The company claimed that the facility is the UK's first commercial small scale anaerobic digestion (AD) system for localised food waste treatment, and that it now plans to roll out it compact food waste treatment plant.

According to Burdens the system has been designed to speed up the adoption of AD food waste treatment plants in the UK by making them commercially viable and thereby increasing recycling rates for municipal and commercial food waste across the country.

The company added that currently a very small percentage of all food waste in the UK is recycled through anaerobic digestion, instead going to landfill, composting or incineration.

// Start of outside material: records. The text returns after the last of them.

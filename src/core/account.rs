use serde::{Deserialize, Serialize};
use std::fmt;

/// Identifier of a ledger account (e.g. "400100" or "FEES").
///
/// The engine never inspects account semantics beyond identity; accounts
/// are opaque targets for generated journal lines.
#[derive(Debug, Clone, PartialEq, Eq, Hash, PartialOrd, Ord, Serialize, Deserialize)]
#[serde(transparent)]
pub struct AccountId(String);

impl AccountId {
    pub fn new(id: impl Into<String>) -> Self {
        Self(id.into())
    }

    pub fn as_str(&self) -> &str {
        &self.0
    }
}

impl fmt::Display for AccountId {
    fn fmt(&self, f: &mut fmt::Formatter<'_>) -> fmt::Result {
        write!(f, "{}", self.0)
    }
}

impl From<&str> for AccountId {
    fn from(s: &str) -> Self {
        Self::new(s)
    }
}
use crate::core::candidate::CandidateLine;
use crate::core::journal::JournalId;
use crate::core::partner::{CategoryId, PartnerId};
use crate::core::statement::StatementLine;
use crate::matching::context::MatchContext;
use crate::rules::model::{
    AmountCondition, AmountNature, LabelCondition, ReconcileModel,
};
use regex::Regex;
use rust_decimal::Decimal;
use thiserror::Error;

/// Errors arising from rule configuration.
#[derive(Debug, Error)]
pub enum RuleError {
    #[error("rule '{rule}': invalid label regex '{pattern}': {source}")]
    InvalidRegex {
        rule: String,
        pattern: String,
        source: regex::Error,
    },
}

/// Compiled label restriction.
#[derive(Debug, Clone)]
enum LabelMatcher {
    /// Stored lowercased; matched case-insensitively.
    Contains(String),
    NotContains(String),
    Regex(Regex),
}

impl LabelMatcher {
    fn compile(condition: &LabelCondition, rule: &str) -> Result<Self, RuleError> {
        match condition {
            LabelCondition::Contains(s) => Ok(Self::Contains(s.to_lowercase())),
            LabelCondition::NotContains(s) => Ok(Self::NotContains(s.to_lowercase())),
            LabelCondition::MatchRegex(pattern) => {
                let regex = Regex::new(pattern).map_err(|source| RuleError::InvalidRegex {
                    rule: rule.to_string(),
                    pattern: pattern.clone(),
                    source,
                })?;
                Ok(Self::Regex(regex))
            }
        }
    }

    fn matches(&self, label: &str) -> bool {
        match self {
            Self::Contains(needle) => label.to_lowercase().contains(needle),
            Self::NotContains(needle) => !label.to_lowercase().contains(needle),
            Self::Regex(regex) => regex.is_match(label),
        }
    }
}

/// A rule's criteria compiled into an evaluatable predicate.
///
/// Replaces ad-hoc filter composition with a typed builder: every
/// configured criterion becomes a check here, and they compose by
/// logical AND. The label regex is compiled once, at engine
/// construction, so malformed patterns surface as a [`RuleError`]
/// before any line is evaluated.
#[derive(Debug, Clone)]
pub struct RuleFilter {
    journals: Vec<JournalId>,
    nature: AmountNature,
    amount: Option<AmountCondition>,
    label: Option<LabelMatcher>,
    partner_is_set: bool,
    partners: Vec<PartnerId>,
    categories: Vec<CategoryId>,
    same_currency: bool,
}

impl RuleFilter {
    /// Compile a model's criteria. Fails on a malformed label regex.
    pub fn compile(model: &ReconcileModel) -> Result<Self, RuleError> {
        let label = model
            .match_label
            .as_ref()
            .map(|c| LabelMatcher::compile(c, &model.name))
            .transpose()?;
        Ok(Self {
            journals: model.match_journals.clone(),
            nature: model.nature,
            amount: model.match_amount.clone(),
            label,
            partner_is_set: model.partner_is_set,
            partners: model.match_partners.clone(),
            categories: model.match_partner_categories.clone(),
            same_currency: model.match_same_currency,
        })
    }

    /// Evaluate the line-level criteria.
    ///
    /// `partner` is the effective partner of the line (a caller-supplied
    /// override, or the line's own).
    pub fn accepts_line(
        &self,
        line: &StatementLine,
        partner: Option<&PartnerId>,
        ctx: &MatchContext,
    ) -> bool {
        self.journal_ok(line)
            && self.nature_ok(line)
            && self.amount_ok(line, ctx)
            && self.label_ok(line)
            && self.partner_ok(partner, ctx)
    }

    /// Evaluate the candidate-level criteria against a candidate of
    /// the given line.
    pub fn accepts_candidate(
        &self,
        line: &StatementLine,
        candidate: &CandidateLine,
        ctx: &MatchContext,
    ) -> bool {
        if !self.same_currency {
            return true;
        }
        let line_currency = ctx.line_currency(line);
        let candidate_currency = candidate
            .currency()
            .cloned()
            .unwrap_or_else(|| ctx.currencies.company_currency().clone());
        line_currency == candidate_currency
    }

    fn journal_ok(&self, line: &StatementLine) -> bool {
        self.journals.is_empty() || self.journals.contains(line.journal())
    }

    fn nature_ok(&self, line: &StatementLine) -> bool {
        match self.nature {
            AmountNature::Received => line.amount() >= Decimal::ZERO,
            AmountNature::Paid => line.amount() <= Decimal::ZERO,
            AmountNature::Both => true,
        }
    }

    fn amount_ok(&self, line: &StatementLine, ctx: &MatchContext) -> bool {
        let Some(condition) = &self.amount else {
            return true;
        };
        let currency = ctx.line_currency(line);
        let amount = ctx.currencies.round(line.amount().abs(), &currency);
        match condition {
            AmountCondition::Lower(bound) => amount <= *bound,
            AmountCondition::Greater(bound) => amount >= *bound,
            AmountCondition::Between(low, high) => amount >= *low && amount <= *high,
        }
    }

    fn label_ok(&self, line: &StatementLine) -> bool {
        self.label
            .as_ref()
            .map(|m| m.matches(line.label()))
            .unwrap_or(true)
    }

    fn partner_ok(&self, partner: Option<&PartnerId>, ctx: &MatchContext) -> bool {
        if !self.partner_is_set {
            return true;
        }
        let Some(partner) = partner else {
            return false;
        };
        if !self.partners.is_empty() && !self.partners.contains(partner) {
            return false;
        }
        if !self.categories.is_empty() && !ctx.partners.has_any_category(partner, &self.categories)
        {
            return false;
        }
        true
    }
}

The issue, according to Burdens is that there are only three dedicated AD food waste treatment plants in the UK recycling municipal sourced food waste out of a total of 32, including its own pilot site at Llangadog in Carmarthenshire, which will become the company's first treatment site for domestic waste. 

The other facilities are said to treat different types of food wastes from catering outlets, food retailers and manufacturers and are significantly larger, performing a central waste treatment function rather than a local service.

Target market

The company said that its new compact process is being targeted at private waste collection companies, in house waste management operations of local councils and those companies in the food chain, such as retailers, food manufacturers and catering providers.

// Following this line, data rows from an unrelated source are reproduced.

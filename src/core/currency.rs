use rust_decimal::Decimal;
use serde::{Deserialize, Serialize};
use std::cmp::Ordering;
use std::collections::HashMap;
use std::fmt;

/// ISO 4217-style currency code.
///
/// Supports standard fiat currencies (USD, EUR, INR, etc.)
/// as well as arbitrary identifiers for experimental settlement units.
///
/// # Examples
///
/// ```
/// use reconcile_engine::core::currency::CurrencyCode;
///
/// let usd = CurrencyCode::new("USD");
/// let eur = CurrencyCode::new("EUR");
/// assert_ne!(usd, eur);
/// ```
#[derive(Debug, Clone, PartialEq, Eq, Hash, PartialOrd, Ord, Serialize, Deserialize)]
#[serde(transparent)]
pub struct CurrencyCode(String);

impl CurrencyCode {
    pub fn new(code: impl Into<String>) -> Self {
        Self(code.into())
    }

    pub fn as_str(&self) -> &str {
        &self.0
    }
}

impl fmt::Display for CurrencyCode {
    fn fmt(&self, f: &mut fmt::Formatter<'_>) -> fmt::Result {
        write!(f, "{}", self.0)
    }
}

impl From<&str> for CurrencyCode {
    fn from(s: &str) -> Self {
        Self::new(s)
    }
}

/// Per-currency precision table.
///
/// All monetary comparisons in the matching pipeline happen at the
/// decimal precision of the relevant currency: two amounts are equal
/// when they round to the same value, and an amount is zero when it
/// rounds to zero. Currencies without an explicit entry default to
/// two decimal places.
///
/// # Examples
///
/// ```
/// use reconcile_engine::core::currency::{CurrencyCode, CurrencyTable};
/// use rust_decimal_macros::dec;
///
/// let mut table = CurrencyTable::new(CurrencyCode::new("USD"));
/// table.set_decimal_places(CurrencyCode::new("JPY"), 0);
///
/// let jpy = CurrencyCode::new("JPY");
/// assert_eq!(table.round(dec!(100.4), &jpy), dec!(100));
/// assert!(table.is_zero(dec!(0.3), &jpy));
/// ```
#[derive(Debug, Clone, Serialize, Deserialize)]
pub struct CurrencyTable {
    /// The currency journal entries are ultimately posted in.
    company_currency: CurrencyCode,
    /// Decimal places per currency. Missing entries default to 2.
    #[serde(default)]
    decimal_places: HashMap<CurrencyCode, u32>,
}

impl CurrencyTable {
    pub const DEFAULT_DECIMAL_PLACES: u32 = 2;

    pub fn new(company_currency: CurrencyCode) -> Self {
        Self {
            company_currency,
            decimal_places: HashMap::new(),
        }
    }

    pub fn company_currency(&self) -> &CurrencyCode {
        &self.company_currency
    }

    pub fn set_decimal_places(&mut self, currency: CurrencyCode, places: u32) {
        self.decimal_places.insert(currency, places);
    }

    pub fn decimal_places(&self, currency: &CurrencyCode) -> u32 {
        self.decimal_places
            .get(currency)
            .copied()
            .unwrap_or(Self::DEFAULT_DECIMAL_PLACES)
    }

    /// Round an amount to the currency's decimal precision.
    pub fn round(&self, amount: Decimal, currency: &CurrencyCode) -> Decimal {
        amount.round_dp(self.decimal_places(currency))
    }

    /// Compare two amounts at the currency's decimal precision.
    pub fn compare(&self, a: Decimal, b: Decimal, currency: &CurrencyCode) -> Ordering {
        self.round(a, currency).cmp(&self.round(b, currency))
    }

    /// Whether an amount rounds to zero at the currency's precision.
    pub fn is_zero(&self, amount: Decimal, currency: &CurrencyCode) -> bool {
        self.round(amount, currency).is_zero()
    }
}

#[cfg(test)]
mod tests {
    use super::*;
    use rust_decimal_macros::dec;

    #[test]
    fn test_currency_code_equality() {
        let a = CurrencyCode::new("USD");
        let b = CurrencyCode::new("USD");
        assert_eq!(a, b);
    }

    #[test]
    fn test_default_precision() {
        let table = CurrencyTable::new(CurrencyCode::new("USD"));
        assert_eq!(table.decimal_places(&CurrencyCode::new("USD")), 2);
        assert_eq!(table.round(dec!(1.006), &CurrencyCode::new("USD")), dec!(1.01));
    }

    #[test]
    fn test_explicit_precision() {
        let mut table = CurrencyTable::new(CurrencyCode::new("USD"));
        table.set_decimal_places(CurrencyCode::new("KWD"), 3);
        assert_eq!(
            table.round(dec!(1.23456), &CurrencyCode::new("KWD")),
            dec!(1.235)
        );
    }

    #[test]
    fn test_compare_at_precision() {
        let table = CurrencyTable::new(CurrencyCode::new("USD"));
        let usd = CurrencyCode::new("USD");
        assert_eq!(table.compare(dec!(10.001), dec!(10.004), &usd), Ordering::Equal);
        assert_eq!(table.compare(dec!(10.01), dec!(10.02), &usd), Ordering::Less);
    }

    #[test]
    fn test_is_zero_within_rounding() {
        let table = CurrencyTable::new(CurrencyCode::new("USD"));
        let usd = CurrencyCode::new("USD");
        assert!(table.is_zero(dec!(0.004), &usd));
        assert!(!table.is_zero(dec!(0.01), &usd));
    }
}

Each Burdens system will be capable of handling between 3000 and 5000 tonnes of food waste per year, and the company said that it is offering a fully funded solution for the modular waste treatment plants, as well as an option to buy outright.

The fully funded package will involve the company paying its customers to run the operations, with a full maintenance programme and rent for the land on which it will be located being covered by Burdens.

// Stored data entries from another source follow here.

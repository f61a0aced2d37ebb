//! Scenario generation for testing and benchmarking.
//!
//! Produces randomized batches of open invoices and bank statement
//! lines with a configurable share of label/reference hits, so matcher
//! behavior can be exercised at scale.

pub mod scenario;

In return, the company said that it will benefit from the Feed in Tariff and Renewable Heat Incentive linked to the renewable energy outputs of the recycling process.

In addition, full turnkey plants will be available for between £850,000 and £2 million, which the company said would provide a rapid payback through significant operational savings, as well as revenues from energy generation and gate fees.

The company added that its system is the first digester of its size to be Animal By Products Regulations (ABPR) compliant, which means that it can recycle general food waste, including meat.

It also claimed that the system meets compost, soil and land use regulations (PAS 100, PAS110). The biofertiliser generated is used as a beneficial fertiliser on local farm land.

The process

Burdens said that its patented digestion process involves all food waste passing through a macerator and chopper pump before feeding into holding tanks.

Following a three day hydrolysis and pasteurisation period, the contents of the tanks are emptied. At this stage the high fibre content is screened off and the remaining liquid or 'soup' is pumped into the main digester.

Biogas production takes place in the main digester, which the company said is constantly being replenished by the input of new food waste.

Liquid from this tank is recirculated to wet down the arriving food waste, with the surplus expended liquid used as a beneficial biofertiliser. Burdens said that the recirculation of liquid within the process ensures very high levels of heat efficiency minimising heat demand from the process. 

In a process designed specifically for this type of system, the company said that the separated high fibre material (mainly lignin) is combined with waste wood to produce a high quality low ash pellet for wood burners. 

The biogas produced in the digester is stored ready for use within the site generator, which can supply electricity and heat to be used as required.

Research and trials

According to the company extensive trials of the AD plant have been carried out over a two year period at a demonstrator in Llangadog.

In addition, Burdens said that it has established a track record in the design and delivery of small scale digesters in the prison service with the latest plant at HMP Oakwood currently being commissioned.

This has proven that the separated hydrolysis technology works very efficiently at a smaller scale and is capable of generating between 20kWe-150kWe electricity per annum in addition to heat and up to some 100 tonnes of solid biofertiliser, the company said.